Cardiac Contractility Modulation In Symptomatic Heart Failure With Reduced Ejection Fraction: A Systematic Review and Single-Arm Meta-Analysis.

Background: Heart failure with reduced ejection fraction (HFrEF) is a leading cause of morbidity and mortality, with many patients remaining symptomatic despite optimal medical therapy. Cardiac contractility modulation (CCM), which delivers non-excitatory electrical impulses during the refractory period, enhances myocardial contractility without increasing oxygen demand. This therapy targets symptomatic HFrEF patients with narrow QRS complexes who are ineligible for cardiac resynchronization therapy (CRT).

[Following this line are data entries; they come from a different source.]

//! A dashboard for a catalog of sale transactions.
//!
//! The transactions are loaded once from a JSON file and served read-only:
//! a JSON API searches them and totals the sales for a month, and an HTML
//! dashboard shows a searchable, paginated table, monthly statistics and a
//! histogram of prices.

#![warn(missing_docs)]

use std::{net::SocketAddr, time::Duration};

use axum_server::Handle;
use tokio::signal;

mod api;
mod app_state;
mod dashboard;
mod dataset;
mod endpoints;
mod histogram;
mod html;
mod logging;
mod not_found;
mod pagination;
mod query;
mod routing;
mod statistics;
mod transaction;

pub use app_state::AppState;
pub use dashboard::{DEFAULT_MONTH, DashboardQuery, DashboardViewModel};
pub use dataset::{load_transactions, parse_transactions};
pub use histogram::{PriceBucket, price_histogram};
pub use logging::{LOG_BODY_LENGTH_LIMIT, logging_middleware};
pub use pagination::{PaginationConfig, last_page, next_page, previous_page, visible_rows};
pub use query::{QueryService, TransactionQueries};
pub use routing::build_router;
pub use statistics::{MONTHS, MonthlyStatistics, month_query_value, parse_month_name};
pub use transaction::{Transaction, TransactionId};

/// An async task that waits for either the ctrl+c or terminate signal, whichever comes first, and
/// then signals the server to shut down gracefully.
///
/// `handle` is a handle to an Axum `Server`.
pub async fn graceful_shutdown(handle: Handle<SocketAddr>) {
    let ctrl_c = async {
        if let Err(error) = signal::ctrl_c().await {
            tracing::error!("failed to install Ctrl+C handler: {error}");
            std::future::pending::<()>().await;
        }
    };

    #[cfg(unix)]
    let terminate = async {
        match signal::unix::signal(signal::unix::SignalKind::terminate()) {
            Ok(mut signal) => {
                signal.recv().await;
            }
            Err(error) => {
                tracing::error!("failed to install signal handler: {error}");
                std::future::pending::<()>().await;
            }
        }
    };

    #[cfg(not(unix))]
    let terminate = std::future::pending::<()>();

    tokio::select! {
        _ = ctrl_c => {
            tracing::debug!("Received ctrl+c signal.");
            handle.graceful_shutdown(Some(Duration::from_secs(1)));
        },
        _ = terminate => {
            tracing::debug!("Received terminate signal.");
            handle.graceful_shutdown(Some(Duration::from_secs(1)));
        },
    }
}

/// The errors that may occur in the application.
///
/// Queries never fail; these errors only occur while loading the dataset at
/// startup.
#[derive(Debug, thiserror::Error, PartialEq)]
pub enum Error {
    /// The dataset file could not be read.
    ///
    /// Callers should pass in the file path and the original error as a string.
    #[error("could not read the dataset \"{0}\": {1}")]
    DatasetUnreadable(String, String),

    /// The dataset is not a JSON array of transactions.
    #[error("the dataset is not a valid list of transactions: {0}")]
    InvalidDataset(String),

    /// Two transactions in the dataset have the same ID.
    #[error("the transaction ID {0} appears more than once in the dataset")]
    DuplicateTransactionId(TransactionId),
}
//! Implements a struct that holds the state of the REST server.

use std::sync::Arc;

use crate::{pagination::PaginationConfig, query::QueryService, transaction::Transaction};

/// The state of the REST server.
#[derive(Debug, Clone)]
pub struct AppState {
    /// The queries over the transaction dataset.
    pub queries: QueryService,

    /// The config that controls how to display pages of data.
    pub pagination_config: PaginationConfig,
}

impl AppState {
    /// Create a new [AppState] serving `transactions`.
    pub fn new(transactions: Arc<[Transaction]>, pagination_config: PaginationConfig) -> Self {
        Self {
            queries: QueryService::new(transactions),
            pagination_config,
        }
    }
}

Methods: We performed a systematic review and single-arm meta-analysis, following PRISMA guidelines, to evaluate the functional, structural, and quality-of-life effects of CCM in symptomatic HFrEF patients. Primary outcomes were 6-min walk test (6MWT), peak oxygen consumption (peak VO₂), New York Heart Association (NYHA) functional class, and Minnesota Living with Heart Failure Questionnaire (MLHFQ) scores. Secondary outcomes included left ventricular ejection fraction (LVEF), left ventricular end-systolic volume (LVESV), and left ventricular end-diastolic volume (LVEDV).

Results: Fifteen studies encompassing 1658 patients were included. CCM therapy resulted in a significant improvement in 6MWT distance (mean increase: 44.96 m, 95% CI: 2.73-87.20; p = 0.037) and a reduction in NYHA functional class (mean change: -0.89, 95% CI: -1.18 to -0.60; p < 0.001). Quality of life, as measured by MLHFQ, improved significantly (mean decrease: 11.83 points, 95% CI: -15.65 to -8.02; p < 0.001). Although there was a nominal increase in Peak VO₂ (mean increase: 0.13 mL/kg/min, 95% CI: -0.73 to 0.98; p = 0.770), it was not statistically significant. Structural improvements included a 5.96% increase in LVEF (95% CI: 4.65-7.26; p < 0.001), a reduction in LVESV of 24.17 mL (95% CI: -40.12 to -8.22; p = 0.003), and a reduction in LVEDV of 18.44 mL (95% CI: -29.97 to -6.91; p = 0.002). Sensitivity analyses confirmed the robustness of these findings.

Conclusion: CCM therapy provides significant improvements in functional capacity, symptom relief, quality of life, and cardiac remodeling in symptomatic HFrEF patients who are ineligible for CRT. These findings support the role of CCM in addressing an important therapeutic gap. Further large-scale randomized trials are needed to validate long-term clinical outcomes.